Но в одиночестве, хочу сказать я всем тем, кто завидует моему одиночеству, можно забыть и потерять всякую связь с живой жизнью, с живым человеком, утратить понимание людей и забыть тот язык и тот способ высказывания, который другому человеку нужен, интересен и понятен. А ещё именно из настоящей социальной жизни, из работы в коллективе, из постоянного столкновения с чужими интересами, чужими желаниями, капризами, мнениями, соображениями и даже с чужой глупостью, упрямством, недоверием – из всего этого рождаются точные слова, смыслы, и даже замыслы новых произведений.
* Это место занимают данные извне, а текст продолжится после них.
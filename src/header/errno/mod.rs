//! `errno.h` subset used by `sys/file.h`.
//!
//! Numbering follows Linux, which Redox shares for this range.

use crate::platform::types::c_int;

/// Operation not permitted
pub const EPERM: c_int = 1;
/// No such file or directory
pub const ENOENT: c_int = 2;
/// No such process
pub const ESRCH: c_int = 3;
/// Interrupted system call
pub const EINTR: c_int = 4;
/// I/O error
pub const EIO: c_int = 5;
/// No such device or address
pub const ENXIO: c_int = 6;
/// Argument list too long
pub const E2BIG: c_int = 7;
/// Exec format error
pub const ENOEXEC: c_int = 8;
/// Bad file number
pub const EBADF: c_int = 9;
/// No child processes
pub const ECHILD: c_int = 10;
/// Try again
pub const EAGAIN: c_int = 11;
/// Out of memory
pub const ENOMEM: c_int = 12;
/// Permission denied
pub const EACCES: c_int = 13;
/// Bad address
pub const EFAULT: c_int = 14;
/// Block device required
pub const ENOTBLK: c_int = 15;
/// Device or resource busy
pub const EBUSY: c_int = 16;
/// File exists
pub const EEXIST: c_int = 17;
/// Cross-device link
pub const EXDEV: c_int = 18;
/// No such device
pub const ENODEV: c_int = 19;
/// Not a directory
pub const ENOTDIR: c_int = 20;
/// Is a directory
pub const EISDIR: c_int = 21;
/// Invalid argument
pub const EINVAL: c_int = 22;
/// File table overflow
pub const ENFILE: c_int = 23;
/// Too many open files
pub const EMFILE: c_int = 24;
/// Not a typewriter
pub const ENOTTY: c_int = 25;
/// Text file busy
pub const ETXTBSY: c_int = 26;
/// File too large
pub const EFBIG: c_int = 27;
/// No space left on device
pub const ENOSPC: c_int = 28;
/// Illegal seek
pub const ESPIPE: c_int = 29;
/// Read-only file system
pub const EROFS: c_int = 30;
/// Too many links
pub const EMLINK: c_int = 31;
/// Broken pipe
pub const EPIPE: c_int = 32;
/// Math argument out of domain of func
pub const EDOM: c_int = 33;
/// Math result not representable
pub const ERANGE: c_int = 34;
/// Resource deadlock would occur
pub const EDEADLK: c_int = 35;
/// File name too long
pub const ENAMETOOLONG: c_int = 36;
/// No record locks available
pub const ENOLCK: c_int = 37;
/// Function not implemented
pub const ENOSYS: c_int = 38;

/// Operation would block
pub const EWOULDBLOCK: c_int = EAGAIN;

pub const STR_ERROR: [&str; 39] = [
    "Success",
    "Operation not permitted",
    "No such file or directory",
    "No such process",
    "Interrupted system call",
    "I/O error",
    "No such device or address",
    "Argument list too long",
    "Exec format error",
    "Bad file descriptor",
    "No child processes",
    "Try again",
    "Out of memory",
    "Permission denied",
    "Bad address",
    "Block device required",
    "Device or resource busy",
    "File exists",
    "Cross-device link",
    "No such device",
    "Not a directory",
    "Is a directory",
    "Invalid argument",
    "File table overflow",
    "Too many open files",
    "Not a typewriter",
    "Text file busy",
    "File too large",
    "No space left on device",
    "Illegal seek",
    "Read-only file system",
    "Too many links",
    "Broken pipe",
    "Math argument out of domain of func",
    "Math result not representable",
    "Resource deadlock would occur",
    "File name too long",
    "No record locks available",
    "Function not implemented",
];

/// Description of `errnum`, if this table knows it.
pub fn strerror_str(errnum: c_int) -> Option<&'static str> {
    usize::try_from(errnum)
        .ok()
        .and_then(|i| STR_ERROR.get(i))
        .copied()
}

CheckVsLibcCrate!(EBADF, EINTR, EINVAL, EAGAIN, EWOULDBLOCK, ENOLCK, ENOSYS);

/// Address of the calling thread's errno.
///
/// Only exported with the `errno_symbol` feature: a process that also links
/// the host libc already has one.
#[cfg(feature = "errno_symbol")]
#[unsafe(no_mangle)]
pub extern "C" fn __errno_location() -> *mut c_int {
    crate::platform::ERRNO.as_ptr()
}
Двенадцать лет назад, когда я закончил постановку во МХАТе имени Чехова (тогда он ещё был МХАТом) я так радовался завершению работы!!! Я так от неё устал!… Не от артистов… Хотя, несколько артистов мне устроили такие демарши, что чуть не поставили саму премьеру под угрозу срыва, которые своим поведением вынудили меня отказаться от работы с ними. Но другие артисты продемонстрировали такую преданность профессии и такую товарищескую поддержку, что у меня язык не повернётся сказать, что я от артистов устал…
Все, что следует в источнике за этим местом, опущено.